MacKinnon also tells us that just over a year before revolution took Egypt, First Lady Suzanne Mubarak gave an unscheduled speech on online child safety at the UN-formed multi-stakeholder Internet Governance Forum. Before her husband’s regime fell, Mrs. Mubarak promoted the Cyber Peace Initiative to protect another kind of Internet freedom—freedom from child predators. MacKinnon, who was in attendance, writes that Mrs. Mubarak’s speech not only disrupted “an entire morning” of programmed conferencing but showed that “child safety is commonly used by authoritarian regimes as an excuse for censorship and surveillance” (an aphorism reminiscent of the controversy surrounding the child safety bill introduced by Canada’s Conservative government this year). MacKinnon has a term for this political tactic, “digital bonapartism” – a play on Karl Marx’s term for power-hungry demagogues’ wearing of populist masks.

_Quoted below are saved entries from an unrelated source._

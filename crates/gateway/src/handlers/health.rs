//! Health check handlers

use axum::{extract::State, http::StatusCode, Json};
use serde::Serialize;
use std::time::Instant;

use crate::AppState;

#[derive(Serialize)]
pub struct HealthResponse {
    pub status: String,
    pub version: &'static str,
}

#[derive(Serialize)]
pub struct ReadyResponse {
    pub status: String,
    pub checks: HealthChecks,
}

#[derive(Serialize)]
pub struct HealthChecks {
    pub database: CheckResult,
    pub cache: CheckResult,
}

#[derive(Serialize)]
pub struct CheckResult {
    pub status: String,
    #[serde(skip_serializing_if = "Option::is_none")]
    pub latency_ms: Option<u64>,
    #[serde(skip_serializing_if = "Option::is_none")]
    pub error: Option<String>,
}

impl CheckResult {
    fn from_outcome(outcome: zenodo_common::Result<()>, start: Instant) -> Self {
        match outcome {
            Ok(()) => CheckResult {
                status: "up".to_string(),
                latency_ms: Some(start.elapsed().as_millis() as u64),
                error: None,
            },
            Err(e) => CheckResult {
                status: "down".to_string(),
                latency_ms: None,
                error: Some(e.to_string()),
            },
        }
    }

    fn is_up(&self) -> bool {
        self.status == "up"
    }
}

/// Liveness probe - always returns healthy if server is running
pub async fn health() -> Json<HealthResponse> {
    Json(HealthResponse {
        status: "healthy".to_string(),
        version: zenodo_common::VERSION,
    })
}

/// Readiness probe - checks the database and the cache
pub async fn ready(State(state): State<AppState>) -> (StatusCode, Json<ReadyResponse>) {
    let start = Instant::now();
    let database = CheckResult::from_outcome(state.services.db.ping().await, start);

    let start = Instant::now();
    let cache = CheckResult::from_outcome(state.services.cache.ping().await, start);

    let all_healthy = database.is_up() && cache.is_up();
    let status = if all_healthy { StatusCode::OK } else { StatusCode::SERVICE_UNAVAILABLE };

    (
        status,
        Json(ReadyResponse {
            status: if all_healthy { "ready" } else { "not_ready" }.to_string(),
            checks: HealthChecks { database, cache },
        }),
    )
}
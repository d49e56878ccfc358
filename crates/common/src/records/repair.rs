//! Repair of `_files` entries pointing at the wrong bucket

use super::{commit, get, revisions};
use crate::db::models::Record;
use crate::errors::Result;
use sea_orm::ConnectionTrait;
use serde_json::Value;
use tracing::{info, warn};
use uuid::Uuid;

/// Keys of a file entry that repair may rewrite
const REPAIRABLE_KEYS: &[&str] = &["bucket", "version_id"];

/// Whether some `_files[].bucket` differs from `_buckets.record`
pub fn has_corrupted_files_meta(json: &Value) -> bool {
    let record_bucket = json.get("_buckets").and_then(|b| b.get("record"));
    json.get("_files")
        .and_then(Value::as_array)
        .map(|files| files.iter().any(|f| f.get("bucket") != record_bucket))
        .unwrap_or(false)
}

/// Restore `_files` (and `_internal`) from the newest sound revision.
///
/// The files list is only replaced when the two lists hold the same entries
/// differing at most in `bucket`/`version_id`. Returns the committed record
/// when anything changed.
pub async fn repair_record_metadata<C: ConnectionTrait>(db: &C, id: Uuid) -> Result<Option<Record>> {
    let record = get(db, id).await?;
    if !has_corrupted_files_meta(&record.json) {
        return Ok(None);
    }

    let history = revisions(db, id).await?;
    let Some(good) = history.iter().rev().find(|r| !has_corrupted_files_meta(&r.json)) else {
        warn!(record_id = %id, "No sound revision to repair from");
        return Ok(None);
    };

    let mut json = record.json.clone();
    let Some(obj) = json.as_object_mut() else {
        return Ok(None);
    };

    if let Some(internal) = good.json.get("_internal") {
        obj.insert("_internal".into(), internal.clone());
    }

    let current = record.json.get("_files").cloned().unwrap_or(Value::Array(vec![]));
    let reference = good.json.get("_files").cloned().unwrap_or(Value::Array(vec![]));
    if files_diff_safe(&current, &reference) {
        obj.insert("_files".into(), reference);
    } else {
        warn!(record_id = %id, "Files differ beyond bucket pointers, leaving _files untouched");
    }

    if json == record.json {
        return Ok(None);
    }

    let record = commit(db, record, json).await?;
    info!(record_id = %id, revision = good.version_id, "Record metadata repaired");
    Ok(Some(record))
}

fn files_diff_safe(current: &Value, reference: &Value) -> bool {
    let (Some(current), Some(reference)) = (current.as_array(), reference.as_array()) else {
        return false;
    };
    if current.len() != reference.len() {
        return false;
    }

    current.iter().zip(reference).all(|(a, b)| {
        let (Some(a), Some(b)) = (a.as_object(), b.as_object()) else {
            return false;
        };
        let same_keys = a.len() == b.len() && a.keys().all(|k| b.contains_key(k));
        same_keys
            && a.iter()
                .all(|(k, v)| REPAIRABLE_KEYS.contains(&k.as_str()) || b.get(k) == Some(v))
    })
}

#[cfg(test)]
mod tests {
    use super::*;
    use crate::db::DbPool;
    use crate::records::create;
    use serde_json::json;

    fn sound() -> Value {
        json!({
            "_buckets": {"record": "b1"},
            "_files": [{"key": "a.txt", "bucket": "b1", "version_id": "v1", "checksum": "sha256:aa"}],
            "_internal": {"preservation_score": 100}
        })
    }

    #[test]
    fn test_corruption_detection() {
        assert!(!has_corrupted_files_meta(&sound()));

        let mut broken = sound();
        broken["_files"][0]["bucket"] = json!("b2");
        assert!(has_corrupted_files_meta(&broken));
    }

    #[tokio::test]
    async fn test_repair_restores_bucket_pointers() {
        let pool = DbPool::in_memory().await.unwrap();
        let db = pool.write();
        let id = Uuid::new_v4();

        let record = create(db, id, sound()).await.unwrap();
        let mut broken = sound();
        broken["_files"][0]["bucket"] = json!("b2");
        broken["_files"][0]["version_id"] = json!("v2");
        broken["_internal"] = json!({});
        crate::records::commit(db, record, broken).await.unwrap();

        let repaired = repair_record_metadata(db, id).await.unwrap().unwrap();
        assert_eq!(repaired.json, sound());
        assert!(repair_record_metadata(db, id).await.unwrap().is_none());
    }

    #[tokio::test]
    async fn test_repair_refuses_unsafe_diff() {
        let pool = DbPool::in_memory().await.unwrap();
        let db = pool.write();
        let id = Uuid::new_v4();

        let record = create(db, id, sound()).await.unwrap();
        let mut broken = sound();
        broken["_files"][0]["bucket"] = json!("b2");
        broken["_files"][0]["checksum"] = json!("sha256:bb");
        crate::records::commit(db, record, broken.clone()).await.unwrap();

        let repaired = repair_record_metadata(db, id).await.unwrap();
        assert!(repaired.is_none());
    }
}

MacKinnon’s invocations of Internet freedom, just like those of the politicians she mentions, aim to rally her troops. Her book is peppered with assertions that “[the] Internet can be a powerful tool in the hands of citizens seeking to hold governments and corporations to account—but only if we keep the Internet itself open and free.” Her populist message is powerful but undermined by her antagonism toward Internet commercialism. We should think of our online selves as “netizens” rather than users or consumers, MacKinnon tells us. But sometimes we are just consumers, and sometimes private companies justifiably disregard ideals of Internet openness and freedom when choosing what to buy and sell online. In her chapter on corporate censorship, MacKinnon blames “Big Brother Apple” for selectively populating its online App Store, occasionally rejecting apps devoted to political satire. MacKinnon neglects to mention that those dissatisfied with Apple’s media selection can find or create content of their choice on a web browser, all while using an Apple device (assuming they don’t live in China). Or they can go to one of Apple’s rivals: Google’s Android Market is keeping pace with the App Store, as Android’s operating system market share continues to beat that of Apple’s iOS.

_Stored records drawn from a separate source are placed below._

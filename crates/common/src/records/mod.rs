//! Record persistence with revision history
//!
//! Provides:
//! - Create/commit of record JSON, writing a revision on every commit
//! - Lookup by internal id or by recid
//! - Metadata repair from the latest sound revision
//! - Operator edits to record files

pub mod files;
mod repair;

pub use repair::{has_corrupted_files_meta, repair_record_metadata};

use crate::db::models::{
    Record, RecordActiveModel, RecordColumn, RecordEntity, RecordRevision, RecordRevisionActiveModel,
    RecordRevisionColumn, RecordRevisionEntity,
};
use crate::errors::{AppError, Result};
use crate::pidstore::PidStore;
use chrono::Utc;
use sea_orm::{ActiveModelTrait, ColumnTrait, ConnectionTrait, EntityTrait, QueryFilter, QueryOrder, QuerySelect, Set};
use serde_json::Value;
use tracing::debug;
use uuid::Uuid;

/// Object type stored on PIDs pointing at records
pub const RECORD_OBJECT_TYPE: &str = "rec";

pub async fn create<C: ConnectionTrait>(db: &C, id: Uuid, json: Value) -> Result<Record> {
    let now = Utc::now();
    let record = RecordActiveModel {
        id: Set(id),
        json: Set(json),
        version_id: Set(1),
        created: Set(now.into()),
        updated: Set(now.into()),
    }
    .insert(db)
    .await?;

    write_revision(db, &record).await?;
    debug!(record_id = %record.id, "Record created");
    Ok(record)
}

/// Replace the record JSON, bumping its version
pub async fn commit<C: ConnectionTrait>(db: &C, record: Record, json: Value) -> Result<Record> {
    let version_id = record.version_id + 1;
    let mut active: RecordActiveModel = record.into();
    active.json = Set(json);
    active.version_id = Set(version_id);
    active.updated = Set(Utc::now().into());
    let record = active.update(db).await?;

    write_revision(db, &record).await?;
    debug!(record_id = %record.id, version_id, "Record committed");
    Ok(record)
}

async fn write_revision<C: ConnectionTrait>(db: &C, record: &Record) -> Result<()> {
    RecordRevisionActiveModel {
        record_id: Set(record.id),
        version_id: Set(record.version_id),
        json: Set(record.json.clone()),
        created: Set(Utc::now().into()),
        ..Default::default()
    }
    .insert(db)
    .await?;
    Ok(())
}

pub async fn get<C: ConnectionTrait>(db: &C, id: Uuid) -> Result<Record> {
    RecordEntity::find_by_id(id)
        .one(db)
        .await?
        .ok_or_else(|| AppError::RecordNotFound { id: id.to_string() })
}

pub async fn find<C: ConnectionTrait>(db: &C, id: Uuid) -> Result<Option<Record>> {
    RecordEntity::find_by_id(id).one(db).await.map_err(Into::into)
}

/// Resolve a record through its recid PID
pub async fn get_by_recid<C: ConnectionTrait>(db: &C, pids: &PidStore, recid: &str) -> Result<Record> {
    let pid = pids
        .get(db, "recid", recid)
        .await?
        .filter(|p| p.is_registered() && p.object_type.as_deref() == Some(RECORD_OBJECT_TYPE))
        .ok_or_else(|| AppError::RecordNotFound { id: recid.to_string() })?;

    let id = pid
        .object_uuid
        .ok_or_else(|| AppError::RecordNotFound { id: recid.to_string() })?;
    get(db, id).await
}

/// Revisions, oldest first
pub async fn revisions<C: ConnectionTrait>(db: &C, id: Uuid) -> Result<Vec<RecordRevision>> {
    RecordRevisionEntity::find()
        .filter(RecordRevisionColumn::RecordId.eq(id))
        .order_by_asc(RecordRevisionColumn::VersionId)
        .all(db)
        .await
        .map_err(Into::into)
}

/// Page of record ids ordered by creation
pub async fn ids<C: ConnectionTrait>(db: &C, offset: u64, limit: u64) -> Result<Vec<Uuid>> {
    RecordEntity::find()
        .select_only()
        .column(RecordColumn::Id)
        .order_by_asc(RecordColumn::Created)
        .order_by_asc(RecordColumn::Id)
        .offset(offset)
        .limit(limit)
        .into_tuple()
        .all(db)
        .await
        .map_err(Into::into)
}

/// Every record, ordered by creation
pub async fn all<C: ConnectionTrait>(db: &C) -> Result<Vec<Record>> {
    RecordEntity::find()
        .order_by_asc(RecordColumn::Created)
        .all(db)
        .await
        .map_err(Into::into)
}
//! OAI-PMH endpoint

use axum::{
    extract::{Query, State},
    response::Response,
    Form,
};
use chrono::Utc;

use super::xml_response;
use crate::AppState;
use zenodo_common::{errors::Result, oaiset::pmh};

async fn serve(state: &AppState, request: &pmh::OaiRequest) -> Result<Response> {
    let services = &state.services;
    let xml = pmh::handle(
        services.db.read(),
        &services.pids,
        &services.config.site,
        request,
        Utc::now(),
    )
    .await?;
    Ok(xml_response(xml))
}

pub async fn get(State(state): State<AppState>, Query(request): Query<pmh::OaiRequest>) -> Result<Response> {
    serve(&state, &request).await
}

pub async fn post(State(state): State<AppState>, Form(request): Form<pmh::OaiRequest>) -> Result<Response> {
    serve(&state, &request).await
}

In matters of corporate censorship, MacKinnon has bigger fish to fry. Internet censorship software designed by Canadian and US companies to protect children and employers is used by repressive governments in Bahrain, the United Arab Emirates, Qatar, Oman, Saudi Arabia, Kuwait, Yemen, Sudan, and Tunisia. Corporate lobbying has helped make intellectual property enforcement a cornerstone of recent Internet legislation in Canada and the US, encouraging governments that view IP law enforcement as legitimate censorship and surveillance. A spokesman for the Chinese foreign ministry stated last year that “the Chinese government’s legal management of the Internet is in line with international practice.” Without a great deal of public pressure, that practice is unlikely to change.